CHAPTER 6 EVALUATION: COSTS OTHER THAN COPYING

In this chapter we examine the non-copying costs of collection, focusing on the cost of maintaining the information needed for accurate region-based collection: the write barrier and remembered set overheads. The evaluation uses a realistic, block-allocation collection simulator, based on our prototype implementation. We compare the generational youngest-first collector with the deferred older-first algorithm, which was shown in the preceding chapter to be the most promising with respect to copying cost among the alternatives to generational collection that we considered.

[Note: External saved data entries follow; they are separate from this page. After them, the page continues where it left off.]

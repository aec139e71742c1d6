use crate::embeddings::Embedding;
use crate::error::{RagError, Result};
use crate::index::{IndexEntry, ScoredChunk, VectorIndex};
use log::{debug, info, warn};
use qdrant_client::qdrant::{
    with_payload_selector, CreateCollectionBuilder, Distance, PointStruct, ScoredPoint,
    SearchPoints, UpsertPointsBuilder, Value, VectorParams, WithPayloadSelector,
};
use qdrant_client::Qdrant;
use std::collections::HashMap;
use std::env;
use std::fs;
use std::path::{Path, PathBuf};

const INDEX_FILE: &str = "index.json";
const DEFAULT_COLLECTION: &str = "pdf_chat";

/// Persistent home for the index built by `process` and read by `ask`
#[allow(async_fn_in_trait)]
pub trait IndexStore {
    /// Replace whatever was stored before with `index`
    async fn replace(&self, index: &VectorIndex) -> Result<()>;

    /// Search the stored index
    async fn search(&self, query: &Embedding, limit: usize) -> Result<Vec<ScoredChunk>>;

    /// Human readable location, used in messages
    fn location(&self) -> String;
}

/// Stores the index as JSON in a fixed local directory
#[derive(Debug, Clone)]
pub struct LocalIndexStore {
    dir: PathBuf,
}

impl LocalIndexStore {
    pub fn new<P: AsRef<Path>>(dir: P) -> Self {
        LocalIndexStore {
            dir: dir.as_ref().to_path_buf(),
        }
    }

    fn index_path(&self) -> PathBuf {
        self.dir.join(INDEX_FILE)
    }

    /// Load the persisted index from disk
    pub fn load(&self) -> Result<VectorIndex> {
        let path = self.index_path();
        if !path.exists() {
            return Err(RagError::IndexNotFound(self.dir.display().to_string()));
        }

        let raw = fs::read_to_string(&path).map_err(|e| {
            RagError::VectorStore(format!("Failed to read {}: {}", path.display(), e))
        })?;
        let index: VectorIndex = serde_json::from_str(&raw).map_err(|e| {
            RagError::VectorStore(format!("Corrupt index file {}: {}", path.display(), e))
        })?;

        debug!("Loaded index with {} chunks from {}", index.len(), path.display());
        Ok(index)
    }

    /// Write the index to disk; the old file is swapped out in a single rename
    pub fn save(&self, index: &VectorIndex) -> Result<()> {
        fs::create_dir_all(&self.dir).map_err(|e| {
            RagError::VectorStore(format!("Failed to create {}: {}", self.dir.display(), e))
        })?;

        let serialized = serde_json::to_vec(index)
            .map_err(|e| RagError::VectorStore(format!("Failed to serialize index: {}", e)))?;

        let path = self.index_path();
        let tmp_path = self.dir.join(format!("{}.tmp", INDEX_FILE));
        fs::write(&tmp_path, serialized).map_err(|e| {
            RagError::VectorStore(format!("Failed to write {}: {}", tmp_path.display(), e))
        })?;
        fs::rename(&tmp_path, &path).map_err(|e| {
            RagError::VectorStore(format!("Failed to replace {}: {}", path.display(), e))
        })?;

        info!("Saved index with {} chunks to {}", index.len(), path.display());
        Ok(())
    }
}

6.1 Method for evaluating the pointer maintenance cost We use an instrumented version of the block simulator (Section 4.3.3) to obtain the statistics of pointer management operations. We discussed in Section 3.2 the design of pointer management for age-based collection, and noted alternative models of pointer store filtering and of remembered set organization. The actual costs of operations depend on these alternative design decisions. Indeed, the operation counts are not invariant themselves: if two filtering tests are executed in sequence, the outcome of the first influences the number of times the second is executed. The division of labor between the run time and the garbage collection time is also a matter of choice. Here we use for the generational collector the traditional model of operation with a unified remembered set and generational filtering, and we show that it is very efficient. For the DOF collector we use block-local and directional filtering. All of the operation counts reported are accurate for these design choices, while some of them are also universally applicable regardless of the design choice. 276

For the write barrier, we report the operation counts for pointer stores, and the number of non-null pointer stores. Non-null stores are further divided into stores filtered by the specified filtering mechanism, and those not filtered. The non-filtered stores are divided into unique and duplicate, with respect to the prior content of the remembered set into which the stores are inserted. Note that the write-barrier statistics include both the run time and the garbagecollection time pointer stores. For remembered set processing at garbage-collection time, we report the number of pointers from the uncollected region into the collected region, as well as the number of remembered set entries actually processed, which can be larger.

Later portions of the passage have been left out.